With the handling of the Jeremy Jarmon situation and the reporting by many media outlets on Kentucky coach John Calipari this week one thing has become abundantly clear. In the eyes of the media and the NCAA some programs and individuals do no wrong, while others get blasted and heavy handed sanctions applied in similar situations.

With the events of the last week one thing is painfully clear, Kentucky coach John Calipari is being held to a much higher standard by the media than are his brethren at Duke and North Carolina.

There were no reporters in Chapel Hill or Durham penning editorialized pieces feigning outrage when Duke used an ineligible player, Corey Maggette, in its run to the Final Four in 1999. There was no vacating of the '99 Duke Final Four appearance; there was no punishment felt by Duke at all. When Roy Williams was found to have condoned payments made to players at Kansas their was no media outcry, nor did the NCAA choose to sanction the UNC coach as it has other individuals found to have accidentally run afoul of the NCAA rule book.

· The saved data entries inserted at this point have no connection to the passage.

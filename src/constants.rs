//! # Outbox Constants
//!
//! Well-known record type tags, file layout names and default tuning values
//! shared by the queue, the health monitor and the reconciler.

/// Record type tags produced by the platform's write paths.
///
/// Tags are embedded in queue file names, so they are restricted to ASCII
/// alphanumerics and `_`.
pub mod record_types {
    pub const MESSAGE: &str = "message";
    pub const DIRECT_MESSAGE: &str = "direct_message";
    pub const ESCROW_REQUEST: &str = "escrow_request";
    pub const MIGRATION: &str = "migration";

    /// All well-known tags in their canonical drain order.
    pub const ALL: [&str; 4] = [MESSAGE, DIRECT_MESSAGE, ESCROW_REQUEST, MIGRATION];
}

/// On-disk layout of the storage root.
pub mod layout {
    /// Subdirectory of the storage root holding queue records.
    pub const QUEUE_DIR: &str = "queue";
    /// Reserved payload key carrying record metadata.
    pub const METADATA_KEY: &str = "_metadata";
    /// Extension of committed queue records.
    pub const RECORD_EXTENSION: &str = "json";
    /// Extension of in-flight temporary files.
    pub const TEMP_EXTENSION: &str = "tmp";
    /// Web-server deny marker written into the storage root.
    pub const ACCESS_DENY_FILE: &str = ".htaccess";
    pub const ACCESS_DENY_CONTENTS: &str = "Require all denied\nDeny from all\n";
    /// `chrono` format of the whole-second component of file names.
    pub const FILENAME_TIME_FORMAT: &str = "%Y%m%d%H%M%S";
    /// `chrono` format of `queued_at` / `synced_at`.
    pub const DISPLAY_TIME_FORMAT: &str = "%Y-%m-%d %H:%M:%S";
}

/// Default tuning values.
pub mod defaults {
    pub const FRESHNESS_WINDOW_MS: u64 = 5_000;
    pub const PROBE_TIMEOUT_MS: u64 = 2_000;
    pub const REPAIR_INTERVAL_MS: u64 = 60_000;
    pub const DRAIN_BATCH_SIZE: usize = 100;
    pub const DRAIN_INTERVAL_SECONDS: u64 = 5;
    pub const STORAGE_ROOT: &str = "storage";
    pub const MAINTENANCE_DATABASE: &str = "postgres";
}

/// Returns true when `tag` can be used as a record type.
pub fn is_valid_record_type(tag: &str) -> bool {
    !tag.is_empty() && tag.chars().all(|c| c.is_ascii_alphanumeric() || c == '_')
}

Duke and its coach, Mike Krzyzewski, were given a media free pass, and a free pass by the NCAA on the entire Maggette matter. The argument was Duke shouldn't be penalized because they did not know that Maggette was not eligible, after taking money from an agent. Other schools have not been treated that leniently.

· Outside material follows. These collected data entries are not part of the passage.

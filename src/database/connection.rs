use crate::config::DatabaseConfig;
use crate::constants::defaults;
use sqlx::postgres::{PgConnectOptions, PgConnection};
use sqlx::{ConnectOptions, Connection, Row};

/// Single-use connections to the primary store.
///
/// The outbox never holds a pool: every probe, repair and helper opens its own
/// connection and closes it before returning.
#[derive(Debug, Clone)]
pub struct DatabaseConnection {
    config: DatabaseConfig,
}

impl DatabaseConnection {
    pub fn new(config: DatabaseConfig) -> Self {
        Self { config }
    }

    pub fn config(&self) -> &DatabaseConfig {
        &self.config
    }

    /// Options targeting the configured platform database
    pub fn connect_options(&self) -> PgConnectOptions {
        self.base_options().database(&self.config.database)
    }

    /// Options targeting the maintenance database, used to create the platform database
    pub fn maintenance_options(&self) -> PgConnectOptions {
        self.base_options().database(defaults::MAINTENANCE_DATABASE)
    }

    fn base_options(&self) -> PgConnectOptions {
        PgConnectOptions::new()
            .host(&self.config.host)
            .port(self.config.port)
            .username(&self.config.username)
            .password(&self.config.password)
            .application_name("sentinel-outbox")
    }

    pub async fn connect(&self) -> Result<PgConnection, sqlx::Error> {
        self.connect_options().connect().await
    }

    /// Minimal round trip against the platform database
    pub async fn health_check(&self) -> Result<bool, sqlx::Error> {
        let mut conn = self.connect().await?;
        let row = sqlx::query("SELECT 1 AS health").fetch_one(&mut conn).await;
        // Close even when the query failed; the query error wins.
        let closed = conn.close().await;
        let health: i32 = row?.try_get("health")?;
        closed?;
        Ok(health == 1)
    }

    /// Create the platform database when it does not exist.
    ///
    /// Returns `true` when the database was created, `false` when it was already
    /// present.
    pub async fn ensure_database_exists(&self) -> Result<bool, sqlx::Error> {
        let mut conn = self.maintenance_options().connect().await?;
        let result = Self::create_if_missing(&mut conn, &self.config.database).await;
        let closed = conn.close().await;
        let created = result?;
        closed?;
        Ok(created)
    }

    async fn create_if_missing(conn: &mut PgConnection, name: &str) -> Result<bool, sqlx::Error> {
        let exists: bool =
            sqlx::query_scalar("SELECT EXISTS (SELECT 1 FROM pg_database WHERE datname = $1)")
                .bind(name)
                .fetch_one(&mut *conn)
                .await?;
        if exists {
            return Ok(false);
        }

        // Identifiers cannot be bound; the name is validated to [A-Za-z0-9_] at config load.
        let statement = format!("CREATE DATABASE \"{}\"", name.replace('"', "\"\""));
        sqlx::query(&statement).execute(&mut *conn).await?;
        Ok(true)
    }
}

#[cfg(test)]
mod tests {
    use super::*;

    #[test]
    fn test_connect_options_target_configured_database() {
        let conn = DatabaseConnection::new(DatabaseConfig::default());
        assert_eq!(conn.connect_options().get_database(), Some("sentinel"));
        assert_eq!(conn.maintenance_options().get_database(), Some("postgres"));
        assert_eq!(conn.connect_options().get_port(), 5432);
    }
}
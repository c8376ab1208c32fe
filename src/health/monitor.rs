//! # Health Monitor
//!
//! Cached reachability of the primary store.
//!
//! A probe result is trusted for the configured freshness window; once the
//! window has elapsed the next call always probes again. A failed probe triggers
//! a self-repair attempt, throttled to one per repair interval. The cache and the
//! throttle are fields of the monitor, so each process (each monitor instance)
//! keeps its own window and its own throttle.
//!
//! Nothing here returns an error: every failure collapses to `false` plus a log
//! line.

use super::probe::{DatastoreProbe, ProbeError};
use crate::clock::Clock;
use crate::config::HealthConfig;
use chrono::{DateTime, Utc};
use parking_lot::Mutex;
use serde::{Deserialize, Serialize};
use std::sync::Arc;
use tracing::{debug, info, warn};

/// Outcome of the most recent probe
#[derive(Debug, Clone, Copy, PartialEq, Eq, Serialize, Deserialize)]
pub struct HealthStatus {
    pub available: bool,
    pub checked_at: DateTime<Utc>,
}

pub struct HealthMonitor {
    probe: Arc<dyn DatastoreProbe>,
    clock: Arc<dyn Clock>,
    config: HealthConfig,
    status: Mutex<Option<HealthStatus>>,
    last_repair_attempt: Mutex<Option<DateTime<Utc>>>,
}

impl std::fmt::Debug for HealthMonitor {
    fn fmt(&self, f: &mut std::fmt::Formatter<'_>) -> std::fmt::Result {
        f.debug_struct("HealthMonitor")
            .field("probe", &self.probe.name())
            .field("config", &self.config)
            .field("status", &*self.status.lock())
            .finish()
    }
}

impl HealthMonitor {
    pub fn new(probe: Arc<dyn DatastoreProbe>, clock: Arc<dyn Clock>, config: HealthConfig) -> Self {
        Self {
            probe,
            clock,
            config,
            status: Mutex::new(None),
            last_repair_attempt: Mutex::new(None),
        }
    }

    /// Whether the primary store is reachable, served from cache while fresh
    pub async fn is_available(&self) -> bool {
        if let Some(status) = self.fresh_status() {
            debug!(available = status.available, "Using cached datastore health");
            return status.available;
        }
        self.probe_and_cache().await
    }

    /// Ignore the cache and probe now. The previous status stays visible until
    /// the new probe replaces it.
    pub async fn check_fresh(&self) -> bool {
        self.probe_and_cache().await
    }

    /// Cached availability without probing; `None` before the first probe
    pub fn last_status(&self) -> Option<bool> {
        (*self.status.lock()).map(|s| s.available)
    }

    pub fn last_checked_at(&self) -> Option<DateTime<Utc>> {
        (*self.status.lock()).map(|s| s.checked_at)
    }

    pub fn snapshot(&self) -> Option<HealthStatus> {
        *self.status.lock()
    }

    fn fresh_status(&self) -> Option<HealthStatus> {
        let status = (*self.status.lock())?;
        // A clock that moved backwards yields a negative age and forces a probe.
        let age = (self.clock.now() - status.checked_at).to_std().ok()?;
        (age < self.config.freshness_window()).then_some(status)
    }

    async fn probe_and_cache(&self) -> bool {
        let timeout = self.config.probe_timeout();
        let outcome = match tokio::time::timeout(timeout, self.probe.ping()).await {
            Ok(result) => result,
            Err(_) => Err(ProbeError::Timeout(timeout)),
        };

        let available = outcome.is_ok();
        let previous = self.last_status();
        *self.status.lock() = Some(HealthStatus {
            available,
            checked_at: self.clock.now(),
        });

        match outcome {
            Ok(()) => {
                if previous != Some(true) {
                    info!(probe = %self.probe.name(), "🟢 Primary datastore available");
                }
            }
            Err(err) => {
                warn!(
                    probe = %self.probe.name(),
                    error = %err,
                    "🔴 Primary datastore unavailable"
                );
                self.attempt_repair().await;
            }
        }

        available
    }

    async fn attempt_repair(&self) {
        let now = self.clock.now();
        {
            let mut last = self.last_repair_attempt.lock();
            if let Some(previous) = *last {
                let since = (now - previous).to_std().unwrap_or_default();
                if since < self.config.repair_interval() {
                    debug!(
                        seconds_since_last = since.as_secs(),
                        "Skipping datastore repair (throttled)"
                    );
                    return;
                }
            }
            *last = Some(now);
        }

        match self.probe.repair().await {
            Ok(()) => info!(probe = %self.probe.name(), "🛠️ Datastore repair attempt completed"),
            Err(err) => warn!(
                probe = %self.probe.name(),
                error = %err,
                "🛠️ Datastore repair attempt failed"
            ),
        }
    }
}

#[cfg(test)]
mod tests {
    use super::*;
    use crate::clock::ManualClock;
    use async_trait::async_trait;
    use chrono::Duration;
    use std::sync::atomic::{AtomicBool, AtomicUsize, Ordering};

    #[derive(Default)]
    struct ScriptedProbe {
        up: AtomicBool,
        pings: AtomicUsize,
        repairs: AtomicUsize,
    }

    #[async_trait]
    impl DatastoreProbe for ScriptedProbe {
        async fn ping(&self) -> Result<(), ProbeError> {
            self.pings.fetch_add(1, Ordering::SeqCst);
            if self.up.load(Ordering::SeqCst) {
                Ok(())
            } else {
                Err(ProbeError::Unreachable("connection refused".to_string()))
            }
        }

        async fn repair(&self) -> Result<(), ProbeError> {
            self.repairs.fetch_add(1, Ordering::SeqCst);
            Err(ProbeError::Unreachable("still down".to_string()))
        }
    }

    fn monitor(probe: Arc<ScriptedProbe>, clock: Arc<ManualClock>) -> HealthMonitor {
        HealthMonitor::new(probe, clock, HealthConfig::default())
    }

    #[tokio::test]
    async fn test_unknown_before_first_probe() {
        let probe = Arc::new(ScriptedProbe::default());
        let monitor = monitor(probe.clone(), Arc::new(ManualClock::default()));
        assert_eq!(monitor.last_status(), None);
        assert_eq!(probe.pings.load(Ordering::SeqCst), 0);
    }

    #[tokio::test]
    async fn test_cache_expires_exactly_at_window() {
        let probe = Arc::new(ScriptedProbe::default());
        probe.up.store(true, Ordering::SeqCst);
        let clock = Arc::new(ManualClock::default());
        let monitor = monitor(probe.clone(), clock.clone());

        assert!(monitor.is_available().await);
        clock.advance(Duration::milliseconds(4_999));
        assert!(monitor.is_available().await);
        assert_eq!(probe.pings.load(Ordering::SeqCst), 1);

        clock.advance(Duration::milliseconds(1));
        assert!(monitor.is_available().await);
        assert_eq!(probe.pings.load(Ordering::SeqCst), 2);
    }

    #[tokio::test]
    async fn test_repair_failure_is_swallowed() {
        let probe = Arc::new(ScriptedProbe::default());
        let monitor = monitor(probe.clone(), Arc::new(ManualClock::default()));

        assert!(!monitor.check_fresh().await);
        assert_eq!(probe.repairs.load(Ordering::SeqCst), 1);
        assert_eq!(monitor.last_status(), Some(false));
    }
}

This came just three years after UMass had their final four appearance in 1996 vacated when Marcus Camby was found to have taken money from an agent after the season. When it was learned what had occurred the impropriety was self-reported by UMass. The NCAA found that the school did not know that Camby had taken money from the agent.

Umass was forced to vacate a final four appearance because a kid took money from an agent during his final season in Amherst. Duke used an ineligible player throughout the season and was given a free pass because they didn't know (which would make them the only people in the country that didn't know Maggette was on the take) that Maggette forfeited his amateur status prior to enrolling at Duke.

Why did the NCAA apply one standard to UMass, but a different standard to Duke?

When Bill Self's Kansas squad captured the NCAA Championship by winning the NCAA tournament in 2008 the program was on probation.

The probation was not due to anything Self did, but was in part due to the former coach at Kansas, who violated NCAA rules. That former coach is one Roy Williams, now at North Carolina. Williams conspired to violate NCAA rules by arranging for improper benefits to be provided by boosters to departing seniors.

The NCAA stated that "substantial major violations were found to have occurred in the men's basketball program". Under Williams one representative of the university's athletics interests sent graduation gifts of cash to players, with the knowledge and blessings of Williams, during his entire tenure at KU. Another representative of KU's athletic interests sent gifts over a four-year period, also with the knowledge of Williams.

The excuse given by Williams that he thought it was ok is not a legitimate excuse. The means were in place for Williams to check with both the KU compliance office, and NCAA officials prior to approving these payments and gifts being given to players.

The honest mistake excuse was let slide with Roy Williams; but, is this not the same premise upon which Kentucky's Jeremy Jarmon had his career summarily ended by the NCAA just over a week ago?

Jarmon wasn't approving the handing out of cash and gifts, he took a protein supplement to try to make himself healthier in the long term by looking out for the amount of sugar that was in the supplement drank the protein shakes for a short period of time prior to asking the UK trainers if it was OK. When it was found it contained a banned substance Kentucky self-reported the incident and Jarmon quit drinking the protein drinks, which contained no substance that is unlawful to ingest.

The NCAA ruled that Jarmon had the means to determine if the supplements contained banned substances, and it cost him his final season of competition.

Why was one standard applied to Williams, but another applied to Jarmon?.

Where was the media outcry over Williams violating NCAA rules by arranging player payments and Duke's use of an ineligible player? Outlets that were eerily quiet on those fronts have been busy churning out pieces on Memphis basketball, and current Kentucky coach John Calipari.

KU was sanctioned over Roy Williams arranging to have players paid. KU and Bill Self suffered the consequences, and will not complete their probationary period until this fall. Should Williams not have had some sanctions applied to him, just as they were applied to Kelvin Sampson when he violated NCAA rules at Oklahoma, and the sanctions followed him to Indiana?

The time has arrived for both the NCAA and the media to make an effort for equality; and forego the bias that now exists in the system.